___ Dataset extract

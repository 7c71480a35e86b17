//! # Integration Tests
//!
//! Cross-crate tests: config file -> dispatcher -> sinks, plus the emission
//! rule checked over every severity pair.

#[cfg(test)]
mod contract_tests {
    use contracts::{Severity, FORCE_LOGGING_VAR};

    #[test]
    fn test_severity_table_and_override_name() {
        assert_eq!(Severity::ALL.len(), 8);
        assert_eq!(Severity::ALL.first(), Some(&Severity::None));
        assert_eq!(Severity::ALL.last(), Some(&Severity::Custom));
        assert_eq!(FORCE_LOGGING_VAR, "LLOG_FORCE_LOGGING");
    }
}

#[cfg(test)]
mod emission_rule_tests {
    use contracts::{BuildMode, FixedOverride, LoggerConfig, Severity};
    use dispatcher::{LogDispatcher, LogRequest, MemorySink, Outcome, SuppressReason};

    fn logger(config: LoggerConfig, forced: bool) -> (LogDispatcher, MemorySink) {
        let sink = MemorySink::new("memory");
        let logger = LogDispatcher::builder(config)
            .sink(sink.clone())
            .fallback(MemorySink::new("fallback"))
            .override_policy(FixedOverride(forced))
            .build();
        (logger, sink)
    }

    /// rank(s1) <= rank(s2) with threshold s2 emits s1; otherwise suppressed.
    #[test]
    fn test_threshold_order_over_all_pairs() {
        let (logger, sink) = logger(LoggerConfig::default().with_build_mode(BuildMode::Debug), false);

        for threshold in Severity::ALL {
            logger.set_verbosity_threshold(threshold);
            for severity in Severity::ALL {
                sink.clear();
                let outcome = logger.log_at(severity, "sample");
                if severity.rank() <= threshold.rank() {
                    assert_eq!(outcome, Outcome::Emitted, "{severity} under {threshold}");
                    assert_eq!(sink.len(), 1);
                } else {
                    assert_eq!(
                        outcome,
                        Outcome::Suppressed(SuppressReason::AboveThreshold),
                        "{severity} under {threshold}"
                    );
                    assert!(sink.is_empty());
                }
            }
        }
    }

    /// Threshold `none` lets only `none` through, even for public or forced
    /// messages in release mode.
    #[test]
    fn test_none_threshold_blocks_everything_else() {
        let config = LoggerConfig::default()
            .with_build_mode(BuildMode::Release)
            .with_threshold(Severity::None);
        let (logger, sink) = logger(config, true);

        for severity in Severity::ALL {
            let outcome = logger.log("x", LogRequest::at(severity).public(true));
            assert_eq!(outcome.is_delivered(), severity == Severity::None, "{severity}");
        }
        assert_eq!(sink.len(), 1);
    }

    /// Every combination of the three-way gate in release mode.
    #[test]
    fn test_release_gate_truth_table() {
        let release = LoggerConfig::default().with_build_mode(BuildMode::Release);
        for forced in [false, true] {
            let (logger, _) = logger(release.clone(), forced);
            for is_public in [false, true] {
                let outcome = logger.log("m", LogRequest::new().public(is_public));
                assert_eq!(
                    outcome.is_delivered(),
                    is_public || forced,
                    "public={is_public} forced={forced}"
                );
            }
        }
    }

    /// Debug mode ignores both public flag and override.
    #[test]
    fn test_debug_bypasses_gate() {
        let (logger, sink) = logger(LoggerConfig::default().with_build_mode(BuildMode::Debug), false);
        assert!(logger.log_message("private").is_delivered());
        assert_eq!(sink.len(), 1);
    }
}

#[cfg(test)]
mod environment_override_tests {
    use contracts::{BuildMode, LoggerConfig, FORCE_LOGGING_VAR};
    use dispatcher::{LogDispatcher, MemorySink, Outcome, SuppressReason};

    fn release_logger(var: &str) -> (LogDispatcher, MemorySink) {
        let sink = MemorySink::new("memory");
        let config = LoggerConfig {
            force_logging_var: var.to_string(),
            ..LoggerConfig::default().with_build_mode(BuildMode::Release)
        };
        let logger = LogDispatcher::builder(config)
            .sink(sink.clone())
            .fallback(MemorySink::new("fallback"))
            .build();
        (logger, sink)
    }

    #[test]
    fn test_override_variable_read_on_every_call() {
        let var = "LLOG_TESTS_FORCE_EVERY_CALL";
        std::env::remove_var(var);
        let (logger, sink) = release_logger(var);

        assert_eq!(
            logger.log_message("before"),
            Outcome::Suppressed(SuppressReason::ProductionGate)
        );

        std::env::set_var(var, "");
        assert_eq!(logger.log_message("during"), Outcome::Emitted);

        std::env::remove_var(var);
        assert!(!logger.log_message("after").is_delivered());

        assert_eq!(sink.len(), 1);
        assert!(sink.messages()[0].ends_with("during"));
    }

    #[test]
    fn test_default_variable_name_forces_logging() {
        std::env::set_var(FORCE_LOGGING_VAR, "1");
        let (logger, sink) = release_logger(FORCE_LOGGING_VAR);
        let outcome = logger.log_message("forced");
        std::env::remove_var(FORCE_LOGGING_VAR);

        assert_eq!(outcome, Outcome::Emitted);
        assert_eq!(sink.len(), 1);
    }
}

#[cfg(test)]
mod formatting_tests {
    use contracts::{BuildMode, CallerLocation, LoggerConfig, Severity};
    use dispatcher::{LogDispatcher, LogRequest, MemorySink};

    fn logger(icons: bool) -> (LogDispatcher, MemorySink) {
        let sink = MemorySink::new("memory");
        let config = LoggerConfig::default()
            .with_build_mode(BuildMode::Debug)
            .with_icons(icons);
        let logger = LogDispatcher::builder(config).sink(sink.clone()).build();
        (logger, sink)
    }

    #[test]
    fn test_saved_example() {
        let (logger, sink) = logger(true);
        logger.log(
            "Saved",
            LogRequest::at(Severity::Success).location(CallerLocation::new("Foo.swift", 42)),
        );
        assert_eq!(sink.messages(), vec!["[Foo.swift:42] ✅ Saved".to_string()]);
    }

    #[test]
    fn test_segments_can_be_turned_off() {
        let (logger, sink) = logger(false);
        logger.log("Saved", LogRequest::at(Severity::Success).caller_info(false));

        let message = &sink.messages()[0];
        assert!(!message.contains('✅'));
        assert!(!message.contains('['));
        assert!(message.ends_with("Saved"));
    }
}

#[cfg(test)]
mod error_adapter_tests {
    use contracts::{BuildMode, LoggerConfig, SinkClass};
    use dispatcher::{LogDispatcher, MemorySink};
    use std::fmt;

    #[derive(Debug)]
    struct UploadError;

    impl fmt::Display for UploadError {
        fn fmt(&self, f: &mut fmt::Formatter<'_>) -> fmt::Result {
            f.write_str("upload rejected")
        }
    }

    impl std::error::Error for UploadError {}

    #[test]
    fn test_absent_error_never_reaches_sink() {
        let sink = MemorySink::new("memory");
        let fallback = MemorySink::new("fallback");
        let logger = LogDispatcher::builder(LoggerConfig::default().with_build_mode(BuildMode::Debug))
            .sink(sink.clone())
            .fallback(fallback.clone())
            .build();

        logger.log_optional_error(None::<&UploadError>);
        assert!(sink.is_empty());
        assert!(fallback.is_empty());
        assert_eq!(logger.metrics().suppressed(), 0);
    }

    #[test]
    fn test_custom_error_logged_at_error_class() {
        let sink = MemorySink::new("memory");
        let logger = LogDispatcher::builder(LoggerConfig::default().with_build_mode(BuildMode::Debug))
            .sink(sink.clone())
            .build();

        logger.log_optional_error(Some(&UploadError));
        let records = sink.records();
        assert_eq!(records.len(), 1);
        assert_eq!(records[0].class, SinkClass::Error);
        assert!(records[0].message.ends_with("⛔️ upload rejected"));
    }
}

#[cfg(test)]
mod fallback_tests {
    use contracts::{BuildMode, LoggerConfig};
    use dispatcher::{LogDispatcher, MemorySink, Outcome, UnavailableSink};

    #[test]
    fn test_broken_fallback_counts_nothing_delivered() {
        let logger = LogDispatcher::builder(LoggerConfig::default().with_build_mode(BuildMode::Debug))
            .sink(UnavailableSink::new("primary"))
            .fallback(UnavailableSink::new("broken_stdout"))
            .build();

        assert!(!logger.log_message("lost").is_delivered());
        assert_eq!(logger.metrics().delivered(), 0);
    }

    #[test]
    fn test_working_fallback_counts_delivery() {
        let fallback = MemorySink::new("fallback");
        let logger = LogDispatcher::builder(LoggerConfig::default().with_build_mode(BuildMode::Debug))
            .sink(UnavailableSink::new("primary"))
            .fallback(fallback.clone())
            .build();

        assert_eq!(logger.log_message("kept"), Outcome::FellBack);
        assert_eq!(logger.metrics().delivered(), 1);
        assert_eq!(fallback.len(), 1);
    }
}

#[cfg(test)]
mod config_pipeline_tests {
    use config_loader::{ConfigFormat, ConfigLoader};
    use contracts::Severity;
    use dispatcher::{create_dispatcher, LogDispatcher, MemorySink, Outcome};

    const CONFIG: &str = r#"
verbosity_threshold = "success"
icons_enabled = true
build_mode = "debug"
subsystem = "com.example.tests"
category = "pipeline"
sink = "tracing"
"#;

    #[test]
    fn test_loaded_config_drives_dispatcher() {
        let config = ConfigLoader::load_from_str(CONFIG, ConfigFormat::Toml).unwrap();
        let sink = MemorySink::new("memory");
        let logger = LogDispatcher::builder(config).sink(sink.clone()).build();

        assert_eq!(logger.log_at(Severity::Success, "ok"), Outcome::Emitted);
        assert!(!logger.log_at(Severity::Info, "too chatty").is_delivered());

        let records = sink.records();
        assert_eq!(records.len(), 1);
        assert_eq!(records[0].subsystem, "com.example.tests");
        assert_eq!(records[0].category, "pipeline");
    }

    #[test]
    fn test_create_dispatcher_from_loaded_config() {
        let config = ConfigLoader::load_from_str(CONFIG, ConfigFormat::Toml).unwrap();
        let logger = create_dispatcher(config).unwrap();
        assert_eq!(logger.log_at(Severity::Error, "to tracing"), Outcome::Emitted);
        assert_eq!(logger.metrics().emitted, 1);
    }
}

#[cfg(test)]
mod invariant_tests {
    use contracts::{BuildMode, LoggerConfig};
    use dispatcher::{LogDispatcher, MemorySink};
    use invariant::InvariantChecker;
    use std::panic::{catch_unwind, AssertUnwindSafe};

    /// A failed check halts before anything further is logged.
    #[test]
    fn test_failed_invariant_halts_before_emission() {
        let sink = MemorySink::new("memory");
        let logger = LogDispatcher::builder(LoggerConfig::default().with_build_mode(BuildMode::Debug))
            .sink(sink.clone())
            .build();
        let checker = InvariantChecker::new(BuildMode::Debug);

        let result = catch_unwind(AssertUnwindSafe(|| {
            checker.check(|| false, "invariant X");
            logger.log_message("unreachable");
        }));

        let payload = result.unwrap_err();
        assert_eq!(payload.downcast_ref::<String>().map(String::as_str), Some("invariant X"));
        assert!(sink.is_empty());
    }
}

#[cfg(test)]
mod concurrency_tests {
    use contracts::{BuildMode, LoggerConfig, Severity};
    use dispatcher::{LogDispatcher, MemorySink};
    use std::sync::Arc;
    use std::thread;

    #[test]
    fn test_shared_dispatcher_across_threads() {
        let sink = MemorySink::new("memory");
        let logger = Arc::new(
            LogDispatcher::builder(LoggerConfig::default().with_build_mode(BuildMode::Debug))
                .sink(sink.clone())
                .build(),
        );

        let workers: Vec<_> = (0..4)
            .map(|i| {
                let logger = Arc::clone(&logger);
                thread::spawn(move || {
                    for j in 0..25 {
                        logger.log_at(Severity::Timer, &format!("worker {i} tick {j}"));
                    }
                })
            })
            .collect();
        for worker in workers {
            worker.join().unwrap();
        }

        assert_eq!(sink.len(), 100);
        assert_eq!(logger.metrics().emitted, 100);
    }
}
/*! # jose-core

JSON Object Signing and Encryption built on [`jose_crypto`].

## Features

- **JWK**: key model for `EC`, `RSA`, `oct`, `OKP` and `none` keys, key sets,
  RFC 7638 thumbprints, key factory, usage checks and key analyzers.
- **JWA**: an algorithm registry per family (signature, key management,
  content encryption, compression) holding every built-in algorithm.
- **JWS**: signing and verification with compact, flattened and general JSON
  serializations, detached and unencoded (RFC 7797) payloads.
- **JWE**: encryption for one or many recipients, with compact, flattened and
  general JSON serializations.

## Example

```ignore
use jose_core::{jwa::Registries, jwk::Jwk, jws::{JwsBuilder, JwsSerializerManager}};

let registries = Registries::default();
let key = Jwk::from_json(r#"{"kty":"oct","k":"..."}"#)?;
let jws = JwsBuilder::new(&registries.signature)
    .with_payload(b"hello".to_vec(), false)
    .add_signature(&key, protected, Header::new())?
    .build()?;
let token = JwsSerializerManager::default().serialize("jws_compact", &jws, None)?;
```
*/
pub mod config;
pub mod jwa;
pub mod jwe;
pub mod jwk;
pub mod jws;

mod error;
mod util;

pub use config::{JoseConfig, Pbes2Config};
pub use error::JoseError;
pub use util::{b64_decode, b64_encode, Header};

______

Look through the data above for the string "FixedOverride" and copy every line where it appears.

    use contracts::{BuildMode, FixedOverride, LoggerConfig, Severity};
            .override_policy(FixedOverride(forced))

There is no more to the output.